Qual é o futuro da segurança cibernética?

A segurança cibernética pode ter uma variedade de futuros. Um potencial é que os invasores continuem a desenvolver novas maneiras de explorar as falhas do sistema, dificultando a manutenção das defesas. Como resultado, o cibercrime e as principais violações de dados aumentarão. Outro potencial é que a guerra cibernética se tornará mais prevalente à medida que os estados-nação e outros jogadores utilizarem ataques cibernéticos como arma de guerra. Um terceiro potencial é que as empresas adotem uma abordagem mais abrangente à segurança cibernética, concentrando-se na identificação e mitigação de vulnerabilidades antes que sejam exploradas. Da mesma forma, a inteligência artificial e o aprendizado de máquina podem ter mais aplicação na segurança cibernética, pois essas tecnologias podem ajudar as empresas a identificar e responder prontamente às ameaças.

Quais são as limitações da segurança cibernética?

As organizações só podem ver uma perspectiva restrita do que está acontecendo em suas redes, o que é um desafio significativo na segurança cibernética. Como a atividade maliciosa pode ocorrer por meio de túneis e caminhos ocultos que não são visíveis para as tecnologias de segurança padrão, esse é o caso. Outra questão é que as organizações frequentemente têm uma visão distorcida das ameaças que enfrentam. Isso se deve ao fato de que o cenário de segurança cibernética está sempre mudando e novas ameaças estão aparecendo continuamente. A terceira questão é que a proteção de segurança cibernética nas empresas é frequentemente inadequada. Isso se deve ao fato de que muitas empresas não têm meios para implementar soluções de segurança completas.

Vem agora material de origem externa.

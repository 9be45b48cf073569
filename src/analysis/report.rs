/*!
 * Result records returned by the analysis engine.
 */

use serde::{Deserialize, Serialize};
use std::collections::BTreeMap;

use crate::analysis::pace::scorer::{INSUFFICIENT_DATA_FEEDBACK, INSUFFICIENT_DATA_SCORE};
use crate::analysis::pause::classify::PauseLabel;
use crate::analysis::thresholds::PACE_POINTS_PER_SCORE_UNIT;

/// Pace pipeline output
#[derive(Debug, Clone, PartialEq, Serialize, Deserialize)]
pub struct PaceResult {
    /// Narrative feedback
    pub feedback: String,
    /// Score on 0-5, or -1 when there was not enough data
    pub score: f64,
    /// Average words per minute
    #[serde(default, skip_serializing_if = "Option::is_none")]
    pub wpm: Option<f64>,
}

impl PaceResult {
    /// Sentinel result for empty or unusable input
    pub fn insufficient_data() -> Self {
        Self {
            feedback: INSUFFICIENT_DATA_FEEDBACK.to_string(),
            score: INSUFFICIENT_DATA_SCORE,
            wpm: None,
        }
    }

    /// Whether this is the insufficient-data sentinel
    pub fn is_insufficient(&self) -> bool {
        self.score == INSUFFICIENT_DATA_SCORE
    }

    /// Score on 0-100, `None` for the sentinel
    pub fn score_percent(&self) -> Option<f64> {
        (!self.is_insufficient()).then(|| self.score * PACE_POINTS_PER_SCORE_UNIT)
    }
}

/// Pause pipeline output
#[derive(Debug, Clone, PartialEq, Serialize, Deserialize)]
pub struct PauseReport {
    /// One-line summary of the pause categories found
    pub overview: String,
    /// Up to two timestamped examples per category
    pub details: Vec<String>,
    /// Share of all pauses per label, e.g. `"22.2%"`
    pub distribution: BTreeMap<PauseLabel, String>,
    /// Coaching paragraph
    pub actionable_feedback: String,
    /// Integer score 1-5
    pub score: u8,
}

/// Both pipelines' results for one transcript
#[derive(Debug, Clone, PartialEq, Serialize, Deserialize)]
pub struct AnalysisReport {
    /// Pace result
    pub pace: PaceResult,
    /// Pause result
    pub pause: PauseReport,
}
/*!
 * Tests for file utility functions
 */

use anyhow::Result;
use std::path::{Path, PathBuf};

use pausewise::file_utils::FileManager;

use crate::common;

/// Test report path generation next to the input
#[test]
fn test_reportPathFor_withNestedInput_shouldStaySiblingOfInput() {
    let path = FileManager::report_path_for(Path::new("/data/session1/answer.json"));
    assert_eq!(path, PathBuf::from("/data/session1/answer.analysis.json"));

    let bare = FileManager::report_path_for(Path::new("answer.json"));
    assert_eq!(bare, PathBuf::from("answer.analysis.json"));
}

/// Test recursive transcript discovery skips reports and other files
#[test]
fn test_findTranscripts_withMixedFiles_shouldReturnOnlyTranscripts() -> Result<()> {
    let dir = common::create_temp_dir()?;
    let transcript = common::steady_transcript();
    common::create_transcript_file(dir.path(), "a.json", &transcript)?;
    common::create_transcript_file(dir.path(), "nested/b.JSON", &transcript)?;
    common::create_test_file(dir.path(), "a.analysis.json", "{}")?;
    common::create_test_file(dir.path(), "notes.txt", "hello")?;

    let found = FileManager::find_transcripts(dir.path())?;
    let names: Vec<String> = found
        .iter()
        .map(|p| p.file_name().unwrap().to_string_lossy().to_string())
        .collect();

    assert_eq!(names.len(), 2);
    assert!(names.contains(&"a.json".to_string()));
    assert!(names.contains(&"b.JSON".to_string()));
    Ok(())
}

/// Test reading a transcript from disk
#[test]
fn test_readTranscript_withEnvelopeFile_shouldParseWords() -> Result<()> {
    let dir = common::create_temp_dir()?;
    let path = common::create_transcript_file(dir.path(), "answer.json", &common::interview_answer())?;

    let transcript = FileManager::read_transcript(&path)?;
    assert_eq!(transcript.word_count(), 12);
    assert_eq!(transcript.words[0].word, "So");
    Ok(())
}

/// Test that a missing file surfaces a contextual error
#[test]
fn test_readTranscript_withMissingFile_shouldFailWithPath() {
    let err = FileManager::read_transcript("does/not/exist.json").unwrap_err();
    assert!(format!("{:#}", err).contains("exist.json"));
}

/// Test JSON writing creates parent directories
#[test]
fn test_writeJson_withMissingParent_shouldCreateDirectories() -> Result<()> {
    let dir = common::create_temp_dir()?;
    let path = dir.path().join("out/deeper/report.json");

    FileManager::write_json(&path, &serde_json::json!({"score": 3}))?;
    let content = FileManager::read_to_string(&path)?;
    assert!(content.contains("\"score\": 3"));
    assert!(FileManager::file_exists(&path));
    assert!(FileManager::dir_exists(dir.path().join("out")));
    Ok(())
}

/// Test appending timestamped lines to a log file
#[test]
fn test_appendToLogFile_calledTwice_shouldKeepBothLines() -> Result<()> {
    let dir = common::create_temp_dir()?;
    let path = dir.path().join("pausewise.issues.log");

    FileManager::append_to_log_file(&path, "first")?;
    FileManager::append_to_log_file(&path, "second")?;

    let content = FileManager::read_to_string(&path)?;
    let lines: Vec<&str> = content.lines().collect();
    assert_eq!(lines.len(), 2);
    assert!(lines[0].starts_with('[') && lines[0].ends_with("] first"));
    assert!(lines[1].ends_with("second"));
    Ok(())
}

Quais são os usos da perícia digital?

A técnica de extração de evidências digitais de um dispositivo de computação ou meio de armazenamento é conhecida como forense digital. Os artefatos digitais de um crime são identificados e documentados por meio do exame das evidências. Isso pode ser usado para investigar crimes de computador, fornecer provas em processos judiciais, proteger redes de computadores contra ataques, investigar ocorrências de hackers e recuperar dados de discos rígidos danificados ou corrompidos, entre outras coisas. Também pode ser usado para descobrir o que aconteceu com um PC que desapareceu. No ambiente de hoje, a perícia digital é um instrumento crítico que é empregado em uma ampla variedade de situações.